Cette étude repose sur les données de la 3ᵉ édition de l’European Health Interview Survey (EHIS), réalisée en 2019. L’enquête a été menée auprès de la population âgée de 15 ans et plus dans les pays de l’Union européenne, ainsi qu’en Norvège, Islande, Serbie et Turquie. Au total, plus de 300 000 personnes ont répondu au questionnaire, dont 14 000 en France. L’état de santé mental a été évalué à l’aide du Patient Health Questionnaire (PHQ-8), un outil standardisé basé sur huit symptômes de dépression autodéclarés, conformes aux critères du DSM-IV-TR.

Les données ont été analysées par des régressions logistiques permettant d’identifier les facteurs associés à la dépression, toutes choses égales par ailleurs. Les résultats ont été regroupés par grandes régions (Europe du Nord, de l’Ouest, du Sud et de l’Est) afin de faciliter les comparaisons géographiques.
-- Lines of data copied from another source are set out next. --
//! Fills: flat colors and the gradients used for shaded faces.

use crate::{Color, Rect};
use glam::Vec2;

/// Fill of a face, band or marker.
#[derive(Debug, Clone, PartialEq)]
pub enum Paint {
    Solid(Color),
    /// Shading across a bar body or pie band.
    LinearGradient(LinearGradient),
    /// Highlight on a disc marker.
    RadialGradient(RadialGradient),
}

impl Paint {
    pub fn solid(color: Color) -> Self {
        Self::Solid(color)
    }

    /// Gradient along the line from `start` to `end`.
    pub fn linear_gradient(start: Vec2, end: Vec2, stops: Vec<GradientStop>) -> Self {
        Self::LinearGradient(LinearGradient { start, end, stops })
    }

    /// Gradient filling the ellipse inscribed in `bounds`, centred on `focus`.
    pub fn radial_gradient(bounds: Rect, focus: Vec2, stops: Vec<GradientStop>) -> Self {
        Self::RadialGradient(RadialGradient {
            bounds,
            focus,
            stops,
        })
    }

    /// The color of a flat paint.
    pub fn as_solid(&self) -> Option<Color> {
        match self {
            Self::Solid(color) => Some(*color),
            _ => None,
        }
    }

    /// Whether nothing behind the fill can show through.
    pub fn is_opaque(&self) -> bool {
        match self {
            Self::Solid(color) => color.is_opaque(),
            Self::LinearGradient(LinearGradient { stops, .. })
            | Self::RadialGradient(RadialGradient { stops, .. }) => {
                stops.iter().all(|stop| stop.color.is_opaque())
            }
        }
    }
}

impl Default for Paint {
    fn default() -> Self {
        Self::Solid(Color::BLACK)
    }
}

impl From<Color> for Paint {
    fn from(color: Color) -> Self {
        Self::Solid(color)
    }
}

/// Colors varying along one direction, constant across it.
#[derive(Debug, Clone, PartialEq)]
pub struct LinearGradient {
    pub start: Vec2,
    pub end: Vec2,
    pub stops: Vec<GradientStop>,
}

impl LinearGradient {
    /// Color at `position`, projected onto the gradient line.
    pub fn sample(&self, position: Vec2) -> Color {
        let axis = self.end - self.start;
        let length_squared = axis.length_squared();
        let t = if length_squared < f32::EPSILON {
            0.0
        } else {
            (position - self.start).dot(axis) / length_squared
        };
        sample_stops(&self.stops, t)
    }
}

/// A radial gradient filling an ellipse, brightest (offset 0) at `focus`.
#[derive(Debug, Clone, PartialEq)]
pub struct RadialGradient {
    pub bounds: Rect,
    pub focus: Vec2,
    /// Offset 0 at the focus, 1 on the rim.
    pub stops: Vec<GradientStop>,
}

impl RadialGradient {
    /// Color at `position`; distances are scaled by the ellipse radii.
    pub fn sample(&self, position: Vec2) -> Color {
        let radii = self.bounds.size() * 0.5;
        let t = if radii.x <= 0.0 || radii.y <= 0.0 {
            1.0
        } else {
            ((position - self.focus) / radii).length()
        };
        sample_stops(&self.stops, t)
    }
}

/// Color at an offset in [0, 1] of a gradient.
#[derive(Debug, Clone, Copy, PartialEq)]
pub struct GradientStop {
    pub offset: f32,
    pub color: Color,
}

impl GradientStop {
    /// Stop at `offset`, clamped into [0, 1].
    pub fn new(offset: f32, color: Color) -> Self {
        Self {
            offset: offset.clamp(0.0, 1.0),
            color,
        }
    }
}

/// Piecewise-linear color between the stops, clamped at both ends.
fn sample_stops(stops: &[GradientStop], t: f32) -> Color {
    let t = t.clamp(0.0, 1.0);
    let (Some(first), Some(last)) = (stops.first(), stops.last()) else {
        return Color::TRANSPARENT;
    };
    if t <= first.offset {
        return first.color;
    }
    stops
        .windows(2)
        .find(|pair| t <= pair[1].offset)
        .map_or(last.color, |pair| {
            let span = pair[1].offset - pair[0].offset;
            if span < f32::EPSILON {
                pair[1].color
            } else {
                pair[0].color.lerp(pair[1].color, (t - pair[0].offset) / span)
            }
        })
}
Malgré son ampleur, cette étude présente plusieurs limites méthodologiques et interprétatives :

  1. Biais dans la collecte des données :

    • Les modes de passation diffèrent selon les pays (questionnaires en ligne dans le Nord, entretiens en face-à-face dans le Sud et l’Est), ce qui peut influencer les réponses, notamment sur les sujets sensibles comme la santé mentale.
    • Les perceptions culturelles de la dépression et la tendance à verbaliser les troubles varient également entre régions, affectant la comparabilité des résultats.
  2. Population exclue :

    • L’enquête ne couvre que les populations vivant en ménages "ordinaires", excluant ainsi les personnes résidant en institutions (maisons de retraite, hôpitaux, prisons). Cette exclusion peut sous-estimer la prévalence réelle de la dépression chez les seniors.
  3. Limites des outils de mesure :

    • Le PHQ-8 repose sur des symptômes autodéclarés, exposant l’étude à une subjectivité des réponses et à des biais de déclaration.
    • Le seuil diagnostique utilisé (présence d’au moins deux symptômes, dont un "majeur") peut ne pas refléter la diversité des cas, allant de la dépression légère à sévère.
  4. Corrélation versus causalité :

    • L’étude identifie des corrélations entre certains facteurs (mauvaise santé, isolement social, inactivité) et la dépression, mais ne prouve pas de relations causales directes.
  5. Contexte temporel limité :

    • Les données datent d’avant la pandémie de Covid-19, qui a significativement modifié les dynamiques de santé mentale, notamment chez les jeunes.